#Import necessary modules

In [0]:
from pyspark.sql.functions import col,monotonically_increasing_id
from delta.tables import DeltaTable

# Read Clean Data and Fich Realative Columns

In [0]:
df_src = spark.sql('''
SELECT
  DISTINCT Product_ID,
  Product_Name,
  Category,
  Sub_Category
FROM parquet.`abfss://silver@globalsalestorage.dfs.core.windows.net/clean_e_commerce_data`
''')

# Initial and Incremental

In [0]:
#incremental
if spark.catalog.tableExists('ecom_catalog.gold.dim_product'):
    df_sink = spark.sql('''
    SELECT DISTINCT(Product_ID) AS Product_ID, Product_Name, Category, Sub_Category, dim_product_key
    FROM ecom_catalog.gold.dim_product
    ''')
else:
#initial
    df_sink = spark.sql('''
    SELECT DISTINCT Product_ID, Product_Name, Category, Sub_Category, 1 AS dim_product_key
    FROM parquet.`abfss://silver@globalsalestorage.dfs.core.windows.net/clean_e_commerce_data`
    WHERE 1=0
    ''')

# Join Source and Sink

In [0]:
df_filtering = df_src.join(df_sink, df_src["Product_ID"] == df_sink["Product_ID"], 'left') \
    .select(
        df_sink["dim_product_key"],
        df_src["Product_ID"],
        df_src["Product_Name"],
        df_src["Category"],
        df_src["Sub_Category"]
    )

dim_product_key,Product_ID,Product_Name,Category,Sub_Category
1,e5ae7a04,Headphones,Clothing,Headphones
2,146bc562,Laptop,Clothing,Laptop
3,b67fae0b,Sofa,Electronics,Sofa
4,b76ca15c,Shirt,Electronics,Shirt
5,a52b609e,Mobile,Furniture,Mobile
6,5d434938,Headphones,Electronics,Headphones
7,3ace982b,Mobile,Electronics,Mobile
8,ed933f8d,Sofa,Clothing,Sofa
9,4565302c,Shirt,Furniture,Shirt
10,27e87c5f,Laptop,Furniture,Laptop


# Filtering Old and New Rows

### Filtering Old Rows
 

In [0]:
df_filter_old = df_filtering.filter(col("dim_product_key").isNotNull())
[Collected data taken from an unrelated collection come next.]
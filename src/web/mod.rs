//! HTTP surface: feed serving, diagnostics and manual refresh.

pub mod error;
pub mod handlers;
pub mod router;
pub mod server;

pub use error::ApiError;
pub use handlers::AppState;
pub use router::{create_health_router, create_router};
pub use server::WebServer;
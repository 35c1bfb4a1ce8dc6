//! Timestamp conversion for feed output.

use chrono::{DateTime, Utc};

/// Format the search API uses for `created_at`.
const UPSTREAM_FORMAT: &str = "%a %b %d %H:%M:%S %z %Y";

/// RFC 822 date as used by `pubDate` and `lastBuildDate`.
const RFC822_FORMAT: &str = "%a, %d %b %Y %H:%M:%S GMT";

/// Parse an upstream creation timestamp.
///
/// Accepts the API's native format as well as RFC 3339 and RFC 2822.
pub fn parse_created_at(value: &str) -> Option<DateTime<Utc>> {
    let value = value.trim();
    DateTime::parse_from_str(value, UPSTREAM_FORMAT)
        .or_else(|_| DateTime::parse_from_rfc3339(value))
        .or_else(|_| DateTime::parse_from_rfc2822(value))
        .ok()
        .map(|dt| dt.with_timezone(&Utc))
}

/// Format a timestamp as an RFC 822 date in GMT.
pub fn to_rfc822(dt: &DateTime<Utc>) -> String {
    dt.format(RFC822_FORMAT).to_string()
}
dim_product_key,Product_ID,Product_Name,Category,Sub_Category
1,e5ae7a04,Headphones,Clothing,Headphones
2,146bc562,Laptop,Clothing,Laptop
3,b67fae0b,Sofa,Electronics,Sofa
4,b76ca15c,Shirt,Electronics,Shirt
5,a52b609e,Mobile,Furniture,Mobile
6,5d434938,Headphones,Electronics,Headphones
7,3ace982b,Mobile,Electronics,Mobile
8,ed933f8d,Sofa,Clothing,Sofa
9,4565302c,Shirt,Furniture,Shirt
10,27e87c5f,Laptop,Furniture,Laptop


### Filtering New Rows

In [0]:
df_filter_new = df_filtering.filter(col("dim_product_key").isNull()).select(
    df_filtering["Product_ID"],
    df_filtering["Product_Name"],
    df_filtering["Category"],
    df_filtering["Sub_Category"]
)

Product_ID,Product_Name,Category,Sub_Category


## Create Surrogate Key

In [0]:
if not spark.catalog.tableExists('ecom_catalog.gold.dim_product'):
    max_value = 0
else:
    max_value_df = spark.sql('''
    SELECT MAX(dim_product_key) AS max_value FROM ecom_catalog.gold.dim_product
    ''')
    max_value = max_value_df.collect()[0][0]

In [0]:
df_filter_new = df_filter_new.withColumn("dim_product_key", monotonically_increasing_id() + max_value + 1)
df_filter_new = df_filter_new.select(
    col("dim_product_key"),
    col("Product_ID"),
    col("Product_Name"),
    col("Category"),
    col("Sub_Category")
)

In [0]:
df_final = df_filter_old.union(df_filter_new)



# SCD Type-1 (UPSERT)

In [0]:
from delta.tables import DeltaTable

# Check if the target table exists
if spark.catalog.tableExists('ecom_catalog.gold.dim_product'):
    # Load the existing Delta table
    delta_tbl = DeltaTable.forPath(
        spark, 
        "abfss://gold@globalsalestorage.dfs.core.windows.net/dim_product"
    )

    # Perform MERGE (upsert)
    (
        delta_tbl.alias("t")
        .merge(
            df_final.alias("s"),
            "t.dim_product_key = s.dim_product_key"
        )
        .whenMatchedUpdateAll()
        .whenNotMatchedInsertAll()
        .execute()
    )

else:
    # Initial load (table creation)
    (
        df_final.write
        .format("delta")
        .mode("overwrite")
        .option("path", "abfss://gold@globalsalestorage.dfs.core.windows.net/dim_product")
        .saveAsTable("ecom_catalog.gold.dim_product")
    )